- [TASK TO CARRY OUT]
Whenever the word "seed" shows up in a line of the data, copy that line.

Data items
--

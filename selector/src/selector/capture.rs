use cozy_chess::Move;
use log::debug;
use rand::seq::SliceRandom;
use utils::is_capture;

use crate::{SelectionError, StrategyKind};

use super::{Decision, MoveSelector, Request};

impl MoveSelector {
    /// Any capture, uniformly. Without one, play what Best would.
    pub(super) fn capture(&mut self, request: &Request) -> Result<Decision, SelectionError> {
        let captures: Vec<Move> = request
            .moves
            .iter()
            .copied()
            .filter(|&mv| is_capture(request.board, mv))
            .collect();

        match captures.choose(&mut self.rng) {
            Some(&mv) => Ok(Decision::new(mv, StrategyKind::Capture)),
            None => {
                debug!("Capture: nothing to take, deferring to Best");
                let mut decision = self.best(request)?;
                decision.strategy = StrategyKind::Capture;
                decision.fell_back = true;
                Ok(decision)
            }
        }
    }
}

--

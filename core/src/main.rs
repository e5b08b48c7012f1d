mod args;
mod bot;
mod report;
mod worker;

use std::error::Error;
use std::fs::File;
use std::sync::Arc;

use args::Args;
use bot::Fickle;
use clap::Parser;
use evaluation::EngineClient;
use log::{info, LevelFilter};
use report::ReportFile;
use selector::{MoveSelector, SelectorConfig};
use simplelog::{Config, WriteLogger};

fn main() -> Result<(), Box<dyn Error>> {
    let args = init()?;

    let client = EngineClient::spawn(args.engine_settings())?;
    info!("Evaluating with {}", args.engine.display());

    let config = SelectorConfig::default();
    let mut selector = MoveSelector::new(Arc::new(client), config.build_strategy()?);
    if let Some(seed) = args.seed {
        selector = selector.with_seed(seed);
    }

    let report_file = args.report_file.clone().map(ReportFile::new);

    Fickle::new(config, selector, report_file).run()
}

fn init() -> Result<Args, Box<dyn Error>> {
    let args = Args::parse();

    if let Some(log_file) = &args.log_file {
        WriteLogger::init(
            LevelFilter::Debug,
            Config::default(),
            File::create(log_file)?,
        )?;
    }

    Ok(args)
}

--

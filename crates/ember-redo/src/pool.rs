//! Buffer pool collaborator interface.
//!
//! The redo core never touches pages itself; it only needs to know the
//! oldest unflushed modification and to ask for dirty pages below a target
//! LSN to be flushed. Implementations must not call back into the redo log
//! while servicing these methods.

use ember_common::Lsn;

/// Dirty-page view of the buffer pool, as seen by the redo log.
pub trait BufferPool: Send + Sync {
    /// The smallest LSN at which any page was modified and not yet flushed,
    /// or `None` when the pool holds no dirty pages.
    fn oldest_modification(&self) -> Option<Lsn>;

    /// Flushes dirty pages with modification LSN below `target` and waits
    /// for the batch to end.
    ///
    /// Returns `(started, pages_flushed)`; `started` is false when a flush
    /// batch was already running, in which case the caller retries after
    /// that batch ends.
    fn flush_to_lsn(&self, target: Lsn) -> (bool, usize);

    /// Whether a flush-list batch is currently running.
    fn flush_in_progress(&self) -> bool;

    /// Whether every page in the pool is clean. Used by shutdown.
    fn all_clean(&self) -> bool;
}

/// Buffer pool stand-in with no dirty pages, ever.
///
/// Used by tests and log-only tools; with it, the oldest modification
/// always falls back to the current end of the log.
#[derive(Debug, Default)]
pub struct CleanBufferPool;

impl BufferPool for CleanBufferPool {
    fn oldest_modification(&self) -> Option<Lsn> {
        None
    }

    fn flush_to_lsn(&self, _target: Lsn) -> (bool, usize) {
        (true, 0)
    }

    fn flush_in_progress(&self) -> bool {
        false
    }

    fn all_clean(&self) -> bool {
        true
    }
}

--

- [RESPONSE TO THE EXERCISE]
    if let Some(seed) = args.seed {
        selector = selector.with_seed(seed);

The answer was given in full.